- Stored records:
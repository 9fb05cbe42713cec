//! Error types for the merge crate.

use tangle_types::TypeError;

/// Error raised by a hook implementation.
///
/// The merge engine never inspects or wraps it; it reaches the caller of
/// `merge` exactly as the hook produced it.
#[derive(Debug, Clone, PartialEq, Eq, thiserror::Error)]
#[error("{message}")]
pub struct HookError {
    message: String,
}

impl HookError {
    pub fn new(message: impl Into<String>) -> Self {
        Self {
            message: message.into(),
        }
    }

    pub fn message(&self) -> &str {
        &self.message
    }
}

/// Errors that can occur during a merge.
#[derive(Debug, thiserror::Error)]
pub enum MergeError {
    /// A `before` or `after` hook failed.
    #[error("hook failed: {0}")]
    Hook(#[from] HookError),

    /// Nested merges went deeper than the configured bound.
    ///
    /// Only raised when `max_depth` is set. This is how a cyclic extension
    /// that the cycle policy does not cover surfaces.
    #[error("merge exceeded maximum depth of {limit}")]
    DepthExceeded {
        /// The configured bound.
        limit: usize,
    },

    /// The heap did not contain a referenced container.
    #[error("type error: {0}")]
    Type(#[from] TypeError),
}

/// Convenience alias for merge results.
pub type MergeResult<T> = Result<T, MergeError>;

/// Convenience alias for hook results.
pub type HookResult<T> = Result<T, HookError>;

- Exercise prompt:
Once you have read the entries, write them out again without altering a single character.

- Written response:
repository 9fb05cbe42713cec
//! Error types for the merge crate.

use tangle_types::TypeError;

/// Error raised by a hook implementation.
///
/// The merge engine never inspects or wraps it; it reaches the caller of
/// `merge` exactly as the hook produced it.
#[derive(Debug, Clone, PartialEq, Eq, thiserror::Error)]
#[error("{message}")]
pub struct HookError {
    message: String,
}

impl HookError {
    pub fn new(message: impl Into<String>) -> Self {
        Self {
            message: message.into(),
        }
    }

    pub fn message(&self) -> &str {
        &self.message
    }
}

/// Errors that can occur during a merge.
#[derive(Debug, thiserror::Error)]
pub enum MergeError {
    /// A `before` or `after` hook failed.
    #[error("hook failed: {0}")]
    Hook(#[from] HookError),

    /// Nested merges went deeper than the configured bound.
    ///
    /// Only raised when `max_depth` is set. This is how a cyclic extension
    /// that the cycle policy does not cover surfaces.
    #[error("merge exceeded maximum depth of {limit}")]
    DepthExceeded {
        /// The configured bound.
        limit: usize,
    },

    /// The heap did not contain a referenced container.
    #[error("type error: {0}")]
    Type(#[from] TypeError),
}

/// Convenience alias for merge results.
pub type MergeResult<T> = Result<T, MergeError>;

/// Convenience alias for hook results.
pub type HookResult<T> = Result<T, HookError>;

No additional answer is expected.